_Directions:_
Write out exactly the lines below that run from the one containing "full response body." through the one containing "if let Err(e)", both included, with no other lines.
===== Material provided
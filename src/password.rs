//! Password hashing and verification.
//!
//! Argon2id with a random per-password salt, stored as a PHC string.
//! Both operations are deliberately slow, so they run on the blocking pool.

use argon2::password_hash::rand_core::OsRng;
use argon2::password_hash::{self, SaltString};
use argon2::{Argon2, PasswordHash, PasswordHasher, PasswordVerifier};
use thiserror::Error;

#[derive(Debug, Error)]
pub enum PasswordError {
    #[error("Password hashing failed: {0}")]
    HashingFailed(String),
    #[error("Invalid password hash format")]
    InvalidHashFormat,
    #[error("Hashing task failed: {0}")]
    Task(#[from] tokio::task::JoinError),
}

/// Hash a plaintext password into a PHC string.
pub async fn hash_password(password: String) -> Result<String, PasswordError> {
    tokio::task::spawn_blocking(move || hash_password_blocking(&password)).await?
}

/// Compare a plaintext password against a stored PHC hash.
/// Returns `Ok(false)` on mismatch; errors are reserved for unreadable hashes.
pub async fn verify_password(password: String, hash: String) -> Result<bool, PasswordError> {
    tokio::task::spawn_blocking(move || verify_password_blocking(&password, &hash)).await?
}

fn hash_password_blocking(password: &str) -> Result<String, PasswordError> {
    let salt = SaltString::generate(&mut OsRng);
    Argon2::default()
        .hash_password(password.as_bytes(), &salt)
        .map(|hash| hash.to_string())
        .map_err(|e| PasswordError::HashingFailed(e.to_string()))
}

fn verify_password_blocking(password: &str, hash: &str) -> Result<bool, PasswordError> {
    let parsed = PasswordHash::new(hash).map_err(|_| PasswordError::InvalidHashFormat)?;
    match Argon2::default().verify_password(password.as_bytes(), &parsed) {
        Ok(()) => Ok(true),
        Err(password_hash::Error::Password) => Ok(false),
        Err(e) => Err(PasswordError::HashingFailed(e.to_string())),
    }
}

#[cfg(test)]
mod tests {
    use super::*;

    #[tokio::test]
    async fn test_hash_never_equals_plaintext() {
        let hash = hash_password("pw1".to_string()).await.unwrap();
        assert_ne!(hash, "pw1");
        assert!(hash.starts_with("$argon2id$"));
    }

    #[tokio::test]
    async fn test_verify_correct_and_wrong() {
        let hash = hash_password("correct horse".to_string()).await.unwrap();
        assert!(
            verify_password("correct horse".to_string(), hash.clone())
                .await
                .unwrap()
        );
        assert!(
            !verify_password("correct horse ".to_string(), hash.clone())
                .await
                .unwrap()
        );
        assert!(!verify_password(String::new(), hash).await.unwrap());
    }

    #[tokio::test]
    async fn test_same_password_different_salts() {
        let a = hash_password("pw".to_string()).await.unwrap();
        let b = hash_password("pw".to_string()).await.unwrap();
        assert_ne!(a, b);
    }

    #[tokio::test]
    async fn test_garbage_hash_is_error() {
        let result = verify_password("pw".to_string(), "not-a-hash".to_string()).await;
        assert!(matches!(result, Err(PasswordError::InvalidHashFormat)));
    }
}
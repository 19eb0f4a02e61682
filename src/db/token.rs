//! Refresh token sets, one row per active session.
//!
//! Every mutation is a single statement or a single transaction scoped to one
//! identity, so concurrent rotations of the same token cannot both succeed and
//! an issued token is never silently overwritten. Entries are compared after
//! trimming surrounding whitespace.

use sqlx::sqlite::SqlitePool;

/// Outcome of an atomic rotation.
#[derive(Debug, Clone, Copy, PartialEq, Eq)]
pub enum Rotation {
    /// The presented token was removed and the replacement appended.
    Rotated,
    /// The presented token was not in the set. The whole set was cleared.
    ReplayDetected { revoked: u64 },
}

/// Store for an identity's live refresh tokens.
pub struct TokenStore {
    pool: SqlitePool,
}

impl TokenStore {
    pub fn new(pool: SqlitePool) -> Self {
        Self { pool }
    }

    /// Append a token to the identity's set.
    pub async fn append(&self, user_id: i64, token: &str) -> Result<(), sqlx::Error> {
        sqlx::query("INSERT INTO refresh_tokens (user_id, token) VALUES (?, ?)")
            .bind(user_id)
            .bind(token)
            .execute(&self.pool)
            .await?;
        Ok(())
    }

    /// List the identity's tokens in insertion order.
    pub async fn list(&self, user_id: i64) -> Result<Vec<String>, sqlx::Error> {
        let rows: Vec<(String,)> =
            sqlx::query_as("SELECT token FROM refresh_tokens WHERE user_id = ? ORDER BY id")
                .bind(user_id)
                .fetch_all(&self.pool)
                .await?;
        Ok(rows.into_iter().map(|(token,)| token).collect())
    }

    /// Remove one occurrence of `presented` and append `replacement`, or, if
    /// `presented` is not in the set, clear the set entirely.
    pub async fn rotate(
        &self,
        user_id: i64,
        presented: &str,
        replacement: &str,
    ) -> Result<Rotation, sqlx::Error> {
        let mut tx = self.pool.begin().await?;

        let removed = sqlx::query(
            "DELETE FROM refresh_tokens WHERE id = (SELECT id FROM refresh_tokens WHERE user_id = ? AND trim(token) = ? ORDER BY id LIMIT 1)",
        )
        .bind(user_id)
        .bind(presented.trim())
        .execute(&mut *tx)
        .await?
        .rows_affected();

        let outcome = if removed == 1 {
            sqlx::query("INSERT INTO refresh_tokens (user_id, token) VALUES (?, ?)")
                .bind(user_id)
                .bind(replacement)
                .execute(&mut *tx)
                .await?;
            Rotation::Rotated
        } else {
            let revoked = sqlx::query("DELETE FROM refresh_tokens WHERE user_id = ?")
                .bind(user_id)
                .execute(&mut *tx)
                .await?
                .rows_affected();
            Rotation::ReplayDetected { revoked }
        };

        tx.commit().await?;
        Ok(outcome)
    }

    /// Remove one occurrence of `token`. Returns whether anything was removed.
    pub async fn remove(&self, user_id: i64, token: &str) -> Result<bool, sqlx::Error> {
        let result = sqlx::query(
            "DELETE FROM refresh_tokens WHERE id = (SELECT id FROM refresh_tokens WHERE user_id = ? AND trim(token) = ? ORDER BY id LIMIT 1)",
        )
        .bind(user_id)
        .bind(token.trim())
        .execute(&self.pool)
        .await?;
        Ok(result.rows_affected() > 0)
    }
}
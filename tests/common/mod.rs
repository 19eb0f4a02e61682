#![allow(dead_code)]

use axum::{
    Router,
    body::Body,
    http::{Request, StatusCode, header},
};
use futures::future::BoxFuture;
use postauth::{
    ServerConfig,
    config::AuthConfig,
    create_app_with_verifier,
    db::Database,
    federated::{FederatedError, FederatedIdentity, IdTokenVerifier},
};
use serde_json::Value;
use std::sync::Arc;
use tower::ServiceExt;
use url::Url;

pub const TEST_SECRET: &[u8] = b"integration-test-secret-0123456789";

/// Federated verifier that accepts a fixed set of credentials.
pub struct StubVerifier;

impl IdTokenVerifier for StubVerifier {
    fn verify<'a>(
        &'a self,
        id_token: &'a str,
    ) -> BoxFuture<'a, Result<FederatedIdentity, FederatedError>> {
        Box::pin(async move {
            match id_token {
                "google-alice" => Ok(FederatedIdentity {
                    subject: "google-sub-alice".to_string(),
                    email: "alice@gmail.com".to_string(),
                    picture: Some("https://example.com/alice.png".to_string()),
                }),
                "google-no-email" => Err(FederatedError::MissingEmail),
                _ => Err(FederatedError::AudienceMismatch),
            }
        })
    }
}

pub struct TestApp {
    pub router: Router,
    pub db: Database,
}

impl TestApp {
    pub async fn new() -> Self {
        Self::with_config(AuthConfig::new(TEST_SECRET.to_vec()), None).await
    }

    pub async fn with_config(auth: AuthConfig, upload_url: Option<Url>) -> Self {
        let db = Database::open(":memory:")
            .await
            .expect("Failed to open test database");
        let config = ServerConfig {
            db: db.clone(),
            auth,
            upload_url,
        };
        let router = create_app_with_verifier(&config, Arc::new(StubVerifier))
            .expect("Failed to create app");
        Self { router, db }
    }

    pub async fn send(&self, request: Request<Body>) -> (StatusCode, Vec<u8>) {
        let response = self.router.clone().oneshot(request).await.unwrap();
        let status = response.status();
        let body = axum::body::to_bytes(response.into_body(), usize::MAX)
            .await
            .unwrap();
        (status, body.to_vec())
    }

    pub async fn post_json(&self, uri: &str, body: Value) -> (StatusCode, Value) {
        let (status, bytes) = self
            .send(
                Request::builder()
                    .method("POST")
                    .uri(uri)
                    .header(header::CONTENT_TYPE, "application/json")
                    .body(Body::from(body.to_string()))
                    .unwrap(),
            )
            .await;
        (status, parse_body(&bytes))
    }

    pub async fn get_session(&self, authorization: Option<&str>) -> (StatusCode, Value) {
        let mut builder = Request::builder().method("GET").uri("/session");
        if let Some(value) = authorization {
            builder = builder.header(header::AUTHORIZATION, value);
        }
        let (status, bytes) = self.send(builder.body(Body::empty()).unwrap()).await;
        (status, parse_body(&bytes))
    }

    /// Register a password account through the JSON endpoint.
    pub async fn register(&self, email: &str, user_name: &str, password: &str) {
        let (status, _) = self
            .post_json(
                "/register",
                serde_json::json!({"email": email, "userName": user_name, "password": password}),
            )
            .await;
        assert_eq!(status, StatusCode::OK);
    }

    /// Log in and return the full response body.
    pub async fn login(&self, email: &str, password: &str) -> Value {
        let (status, body) = self
            .post_json(
                "/login",
                serde_json::json!({"email": email, "password": password}),
            )
            .await;
        assert_eq!(status, StatusCode::OK, "login failed: {}", body);
        body
    }
}

/// JSON bodies parse to a value; plain text bodies become a JSON string.
fn parse_body(bytes: &[u8]) -> Value {
    serde_json::from_slice(bytes)
        .unwrap_or_else(|_| Value::String(String::from_utf8_lossy(bytes).into_owned()))
}

pub fn bearer(token: &Value) -> String {
    format!("Bearer {}", token.as_str().expect("token should be a string"))
}
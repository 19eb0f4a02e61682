use clap::Parser;
use postauth::cli::{Args, build_config, init_logging, load_token_secret, open_database};
use postauth::run_server;
use tracing::{error, info};

#[tokio::main]
async fn main() {
    let args = Args::parse();

    init_logging(&args.log_format);

    let Some(token_secret) = load_token_secret(args.token_secret_file.as_deref()) else {
        std::process::exit(1);
    };

    let Some(db) = open_database(&args.database).await else {
        std::process::exit(1);
    };

    let config = build_config(&args, db, token_secret);
    let addr = format!("0.0.0.0:{}", args.port);
    let listener = tokio::net::TcpListener::bind(&addr)
        .await
        .unwrap_or_else(|e| {
            error!(address = %addr, error = %e, "Failed to bind");
            std::process::exit(1);
        });

    let local_addr = listener.local_addr().unwrap_or_else(|e| {
        error!(error = %e, "Failed to read local address");
        std::process::exit(1);
    });

    info!(
        address = %local_addr,
        access_ttl = ?config.auth.access_token_ttl,
        refresh_ttl = ?config.auth.refresh_token_ttl,
        "Listening"
    );

    if let Err(e) = run_server(config, listener).await {
        error!(error = %e, "Server error");
        std::process::exit(1);
    }
}
//! Verification of externally issued identity tokens (Google Sign-In).
//!
//! The verifier is an external collaborator: it either returns the identity the
//! provider vouches for, or an error that fails the whole federated login.

use futures::future::BoxFuture;
use serde::Deserialize;
use std::time::Duration;
use thiserror::Error;
use url::Url;

/// Google's token introspection endpoint.
pub const GOOGLE_TOKENINFO_URL: &str = "https://oauth2.googleapis.com/tokeninfo";

const GOOGLE_ISSUERS: [&str; 2] = ["accounts.google.com", "https://accounts.google.com"];

const REQUEST_TIMEOUT: Duration = Duration::from_secs(10);

/// Identity asserted by the provider.
#[derive(Debug, Clone, PartialEq, Eq)]
pub struct FederatedIdentity {
    /// Provider subject id
    pub subject: String,
    pub email: String,
    pub picture: Option<String>,
}

#[derive(Debug, Error)]
pub enum FederatedError {
    #[error("Federated login is not configured")]
    NotConfigured,
    #[error("Identity provider request failed: {0}")]
    Request(#[from] reqwest::Error),
    #[error("Identity provider rejected the token (status {0})")]
    Rejected(u16),
    #[error("Token audience does not match the configured client id")]
    AudienceMismatch,
    #[error("Token issuer is not trusted")]
    IssuerMismatch,
    #[error("Token has no email claim")]
    MissingEmail,
}

/// Verifies an identity token's signature and audience.
pub trait IdTokenVerifier: Send + Sync {
    fn verify<'a>(
        &'a self,
        id_token: &'a str,
    ) -> BoxFuture<'a, Result<FederatedIdentity, FederatedError>>;
}

/// Claims returned by the tokeninfo endpoint. All values arrive as strings.
#[derive(Debug, Deserialize)]
struct TokenInfo {
    aud: String,
    iss: String,
    sub: String,
    email: Option<String>,
    picture: Option<String>,
}

/// Verifier backed by Google's tokeninfo endpoint, which checks the signature and expiry.
pub struct GoogleIdTokenVerifier {
    client: reqwest::Client,
    endpoint: Url,
    client_id: Option<String>,
}

impl GoogleIdTokenVerifier {
    pub fn new(client_id: Option<String>) -> Result<Self, FederatedError> {
        let endpoint = Url::parse(GOOGLE_TOKENINFO_URL).map_err(|_| FederatedError::NotConfigured)?;
        Self::with_endpoint(client_id, endpoint)
    }

    pub fn with_endpoint(client_id: Option<String>, endpoint: Url) -> Result<Self, FederatedError> {
        let client = reqwest::Client::builder()
            .timeout(REQUEST_TIMEOUT)
            .build()?;
        Ok(Self {
            client,
            endpoint,
            client_id,
        })
    }

    async fn verify_inner(&self, id_token: &str) -> Result<FederatedIdentity, FederatedError> {
        let client_id = self
            .client_id
            .as_deref()
            .ok_or(FederatedError::NotConfigured)?;

        let response = self
            .client
            .get(self.endpoint.clone())
            .query(&[("id_token", id_token)])
            .send()
            .await?;

        if !response.status().is_success() {
            return Err(FederatedError::Rejected(response.status().as_u16()));
        }

        let info: TokenInfo = response.json().await?;
        check_token_info(info, client_id)
    }
}

impl IdTokenVerifier for GoogleIdTokenVerifier {
    fn verify<'a>(
        &'a self,
        id_token: &'a str,
    ) -> BoxFuture<'a, Result<FederatedIdentity, FederatedError>> {
        Box::pin(self.verify_inner(id_token))
    }
}

fn check_token_info(info: TokenInfo, client_id: &str) -> Result<FederatedIdentity, FederatedError> {
    if info.aud != client_id {
        return Err(FederatedError::AudienceMismatch);
    }
    if !GOOGLE_ISSUERS.contains(&info.iss.as_str()) {
        return Err(FederatedError::IssuerMismatch);
    }
    let email = info
        .email
        .filter(|e| !e.trim().is_empty())
        .ok_or(FederatedError::MissingEmail)?;

    Ok(FederatedIdentity {
        subject: info.sub,
        email,
        picture: info.picture.filter(|p| !p.is_empty()),
    })
}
==========
_Solution to this exercise:_
    /// Log in and return the full response body.
    pub async fn login(&self, email: &str, password: &str) -> Value {
        let (status, body) = self
            .post_json(
                "/login",
                serde_json::json!({"email": email, "password": password}),
            )
            .await;
        assert_eq!(status, StatusCode::OK, "login failed: {}", body);
        body
    }
}

/// JSON bodies parse to a value; plain text bodies become a JSON string.
fn parse_body(bytes: &[u8]) -> Value {
    serde_json::from_slice(bytes)
        .unwrap_or_else(|_| Value::String(String::from_utf8_lossy(bytes).into_owned()))
}

pub fn bearer(token: &Value) -> String {
    format!("Bearer {}", token.as_str().expect("token should be a string"))
}
repository 19eb0f4a02e61682
use clap::Parser;
use postauth::cli::{Args, build_config, init_logging, load_token_secret, open_database};
use postauth::run_server;
use tracing::{error, info};

#[tokio::main]
async fn main() {
    let args = Args::parse();

    init_logging(&args.log_format);

    let Some(token_secret) = load_token_secret(args.token_secret_file.as_deref()) else {
        std::process::exit(1);
    };

    let Some(db) = open_database(&args.database).await else {
        std::process::exit(1);
    };

    let config = build_config(&args, db, token_secret);
    let addr = format!("0.0.0.0:{}", args.port);
    let listener = tokio::net::TcpListener::bind(&addr)
        .await
        .unwrap_or_else(|e| {
            error!(address = %addr, error = %e, "Failed to bind");
            std::process::exit(1);
        });

    let local_addr = listener.local_addr().unwrap_or_else(|e| {
        error!(error = %e, "Failed to read local address");
        std::process::exit(1);
    });

    info!(
        address = %local_addr,
        access_ttl = ?config.auth.access_token_ttl,
        refresh_ttl = ?config.auth.refresh_token_ttl,
        "Listening"
    );

    if let Err(e) = run_server(config, listener).await {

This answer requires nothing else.